Milano cambia

logo della rubrica Spazio Milano con l'immagine della facciata del Duomo e la scritta Spazio Milano in bianco e rosa

Negli anni Ottanta e Novanta era una questione di periferie, ora del centro delle città. Allora era l’industria, fabbriche abbandonate, interi isolati di aree deindustrializzate dove degrado e abbandono si accompagnavano a un improvviso profondo silenzio. Ora è il commercio e servizi che scompaiono.

I grandi assi commerciali storici di Milano mostrano un numero di vetrine vuote superiori al turnover fisiologico. Via Torino nel breve tratto tra Piazza del Duomo e il Carrobbio ne conta una quarantina: cessazioni di attività. Ne arrivano di nuove: sono Primark, catena di abbigliamento supereconomico, Carrefour, sistemata incredibilmente nel seicentesco palazzo Casati Stampa. Ma solo in minima parte colmano i vuoti.

Migliore la situazione di Corso Buenos Aires, peggiore quella di Corso Vercelli. Di incerta salute quella di Corso Matteotti e del quadrilatero della Moda. Per le grandi catene di distribuzione alimentare come Esselunga e Carrefour, una grande occasione per aprirsi un varco a costi ridotti nel centro città. A ridosso della Galleria Vittorio Emanuele II con la conversione del Cinema Teatro Odeon viene tentata la strada della parigina Galerie Lafayette + polo multifunzionale. E un ribadire la vocazione al “lusso” del centro storico che alcuni sostengono fuori tempo massimo.

Molte attività sono cadute vittime delle vendite online, altre per la mancanza di pubblico e di margine economico per sopravvivere. Il nuovo normale non sarà semplice. Sono stati necessari più di una trentina di anni per rivitalizzare le periferie deindustrializzate con sedi universitarie, centri commerciali, nuovi quartieri e uffici. Il piano regolatore di Milano in vigore negli anni Settanta censiva in milioni e milioni di metri quadri le aree occupate dalle fabbriche.
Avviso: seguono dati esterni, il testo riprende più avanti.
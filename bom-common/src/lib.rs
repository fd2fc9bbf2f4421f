//! # BOM Common Library
//!
//! Shared code for the BOM explosion service:
//! - Hierarchy, deduplication and verification data model
//! - Configuration loading (TOML + environment)
//! - Common error type

pub mod config;
pub mod error;
pub mod models;

pub use error::{Error, Result};
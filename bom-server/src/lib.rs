//! bom-server library - BOM explosion service
//!
//! Expands a part's bill of materials from the ERP store, translates part
//! names, lists distinct codes and verifies them against the product catalog.

pub mod api;
pub mod catalog;
pub mod db;
pub mod dedup;
pub mod error;
pub mod hierarchy;
pub mod translation;
pub mod verification;

pub use crate::error::{ApiError, ApiResult};

use axum::Router;
use chrono::{DateTime, Utc};
use std::sync::Arc;
use std::time::Duration;
use tower_http::trace::TraceLayer;

use crate::catalog::CatalogLookup;
use crate::hierarchy::{HierarchyResolver, HierarchyStore};
use crate::translation::Translator;
use crate::verification::Verifier;

/// Application state shared across handlers
#[derive(Clone)]
pub struct AppState {
    pub hierarchy: HierarchyResolver,
    /// Process-wide translation tables, loaded on first use
    pub translator: Arc<Translator>,
    pub catalog: Arc<dyn CatalogLookup>,
    pub verifier: Verifier,
    /// Service startup timestamp for uptime tracking
    pub startup_time: DateTime<Utc>,
}

impl AppState {
    pub fn new(
        store: Arc<dyn HierarchyStore>,
        translator: Arc<Translator>,
        catalog: Arc<dyn CatalogLookup>,
        verification_delay: Duration,
    ) -> Self {
        Self {
            hierarchy: HierarchyResolver::new(store),
            translator,
            verifier: Verifier::new(Arc::clone(&catalog), verification_delay),
            catalog,
            startup_time: Utc::now(),
        }
    }
}

/// Build application router
pub fn build_router(state: AppState) -> Router {
    Router::new()
        .merge(api::bom_routes())
        .merge(api::catalog_routes())
        .merge(api::health_routes())
        .layer(TraceLayer::new_for_http())
        .with_state(state)
}
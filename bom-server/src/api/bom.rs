//! BOM expansion endpoints
//!
//! GET /api/bom/:item_code, /api/bomcn/:item_code,
//! /api/bomcombined/:item_code, /api/bomtotal/:item_code

use axum::{
    extract::{Path, State},
    routing::get,
    Json, Router,
};
use bom_common::models::{CombinedRow, DedupedCode, HierarchyRow};
use serde::Serialize;
use tracing::info;

use super::{require_item_code, Envelope};
use crate::{dedup::dedupe, error::ApiResult, translation, AppState};

/// Expansion with translated names and the codes that had no translation
#[derive(Debug, Serialize)]
pub struct TranslatedEnvelope<T> {
    pub data: Vec<T>,
    pub count: usize,
    pub message: String,
    #[serde(rename = "untranslated-codes")]
    pub untranslated_codes: Vec<String>,
}

/// GET /api/bom/:item_code
pub async fn get_bom(
    State(state): State<AppState>,
    Path(item_code): Path<String>,
) -> ApiResult<Json<Envelope<Vec<HierarchyRow>>>> {
    let code = require_item_code(&item_code)?;
    let rows = state.hierarchy.expand(code).await?;

    info!(item_code = %code, rows = rows.len(), "BOM expanded");
    Ok(Json(Envelope::list(rows, "BOM data retrieved successfully")))
}

/// GET /api/bomcn/:item_code
///
/// Names are replaced by their translations; untranslated names are shown
/// as they are and their codes listed.
pub async fn get_bom_translated(
    State(state): State<AppState>,
    Path(item_code): Path<String>,
) -> ApiResult<Json<TranslatedEnvelope<HierarchyRow>>> {
    let code = require_item_code(&item_code)?;
    let rows = state.hierarchy.expand(code).await?;

    let (translated, untranslated_codes) = {
        let tables = state.translator.tables().await?;
        translation::apply_with_tracking(&rows, &tables)
    };
    let data: Vec<HierarchyRow> = translated.iter().map(HierarchyRow::localized).collect();

    info!(
        item_code = %code,
        rows = data.len(),
        untranslated = untranslated_codes.len(),
        "Translated BOM expanded"
    );
    Ok(Json(TranslatedEnvelope {
        count: data.len(),
        data,
        message: "BOM data with Chinese translations retrieved successfully".to_string(),
        untranslated_codes,
    }))
}

/// GET /api/bomcombined/:item_code
///
/// Original and translated names side by side.
pub async fn get_bom_combined(
    State(state): State<AppState>,
    Path(item_code): Path<String>,
) -> ApiResult<Json<TranslatedEnvelope<CombinedRow>>> {
    let code = require_item_code(&item_code)?;
    let rows = state.hierarchy.expand(code).await?;

    let (translated, untranslated_codes) = {
        let tables = state.translator.tables().await?;
        translation::apply_with_tracking(&rows, &tables)
    };
    let data: Vec<CombinedRow> = translated.into_iter().map(CombinedRow::from).collect();

    info!(
        item_code = %code,
        rows = data.len(),
        untranslated = untranslated_codes.len(),
        "Combined BOM expanded"
    );
    Ok(Json(TranslatedEnvelope {
        count: data.len(),
        data,
        message: "BOM data with Turkish and Chinese retrieved successfully".to_string(),
        untranslated_codes,
    }))
}

/// GET /api/bomtotal/:item_code
pub async fn get_bom_total(
    State(state): State<AppState>,
    Path(item_code): Path<String>,
) -> ApiResult<Json<Envelope<Vec<DedupedCode>>>> {
    let code = require_item_code(&item_code)?;
    let rows = state.hierarchy.expand(code).await?;
    let codes = dedupe(&rows);

    info!(item_code = %code, codes = codes.len(), "Distinct BOM codes listed");
    Ok(Json(Envelope::list(codes, "Unique BOM codes retrieved successfully")))
}

/// Build BOM expansion routes
pub fn bom_routes() -> Router<AppState> {
    Router::new()
        .route("/api/bom/:item_code", get(get_bom))
        .route("/api/bomcn/:item_code", get(get_bom_translated))
        .route("/api/bomcombined/:item_code", get(get_bom_combined))
        .route("/api/bomtotal/:item_code", get(get_bom_total))
}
A Milano è riuscito di cambiare. A Torino e Genova solo in parte. Così il triangolo industriale del Miracolo Economico si è disintegrato. Ma non è solo questione di attività non più valide sul piano economico, ma anche di una uniformità spiacevole che ha conquistato centri città e assi commerciali. Una debolezza, una mancanza di empatia frutto dello sfruttamento esasperato di queste aree che le hanno spogliate di ogni sorpresa e molteplicità. Le stesse catene commerciali, lo stesso tipo di negozi, le stesse gamme merceologiche, gli stessi servizi, ovvio che in queste condizioni le vendite online sfondassero.